Sonatrach will also meet on Sunday with Egyptian counterparts from state-owned firms Egyptian Natural Gas Holding Company (EGAS) and Egyptian General Petroleum Corporation (EGPC) to discuss setting up the USD10 million joint venture.
Sonatrach will hold a 50 percent stake in the new company, Selena, and the Egyptian companies will hold the remaining 50 percent.
"They will be in charge of exploration and production to find oil and gas in Egypt, Algeria and in third countries," Meziane said.
Asked which other countries Selena would explore, Meziane said Selena was considering Africa and wherever opportunities arise.
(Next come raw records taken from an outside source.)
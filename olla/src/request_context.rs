//! # Request Context
//!
//! Per-request identity and timing, threaded through the proxy handler for
//! logging and the `X-Olla-Request-ID` response header. Grounded on the
//! teacher's `request_context.rs::RequestContext`, trimmed of the
//! `user_id`/`api_key` fields it carried for its authenticated multi-tenant
//! gateway — Olla has no auth layer to populate them.

use std::time::Instant;
use uuid::Uuid;

/// Tracks one request's identity and start time across the handler and
/// proxy engine.
#[derive(Debug, Clone)]
pub struct RequestContext {
    pub request_id: String,
    pub start_time: Instant,
    pub metadata: std::collections::HashMap<String, String>,
}

impl RequestContext {
    pub fn new() -> Self {
        Self {
            request_id: Uuid::new_v4().to_string(),
            start_time: Instant::now(),
            metadata: std::collections::HashMap::new(),
        }
    }

    pub fn duration(&self) -> std::time::Duration {
        self.start_time.elapsed()
    }

    pub fn with_metadata(mut self, key: String, value: String) -> Self {
        self.metadata.insert(key, value);
        self
    }

    pub fn get_metadata(&self, key: &str) -> Option<&String> {
        self.metadata.get(key)
    }
}

impl Default for RequestContext {
    fn default() -> Self {
        Self::new()
    }
}

#[cfg(test)]
mod tests {
    use super::*;

    #[test]
    fn each_context_gets_a_distinct_request_id() {
        let a = RequestContext::new();
        let b = RequestContext::new();
        assert_ne!(a.request_id, b.request_id);
    }

    #[test]
    fn metadata_round_trips() {
        let ctx = RequestContext::new().with_metadata("provider".to_string(), "ollama".to_string());
        assert_eq!(ctx.get_metadata("provider"), Some(&"ollama".to_string()));
        assert_eq!(ctx.get_metadata("missing"), None);
    }
}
He said he was looking to establish the company, "as soon as possible."
The firm will alternate its presidency between Egypt and Algeria with offices in both countries.
"If the president is Algerian then the vice president will be Egyptian ... and they will alternate every three or four years," Meziane said.
Algerian Energy and Mines minister Chakib Khelil said on Friday Egypt and Algeria hoped to sign the joint venture agreement on Sunday.
Khelil was speaking on arrival in Cairo to attend a meeting of OAPEC oil ministers.
The joint venture announcement came after a soccer rivalry caused diplomatic tension between Cairo and Algiers in November, after Algeria beat Egypt in a World Cup qualifying match in Sudan.
Egypt and Algeria each accused the other of failing to protect their citizens and property from attacks by rival fans.
Arab League Secretary General Amr Moussa has called on Libyan leader Muammar Gaddafi to intervene to resolve the spat, and Sudan has offered to mediate.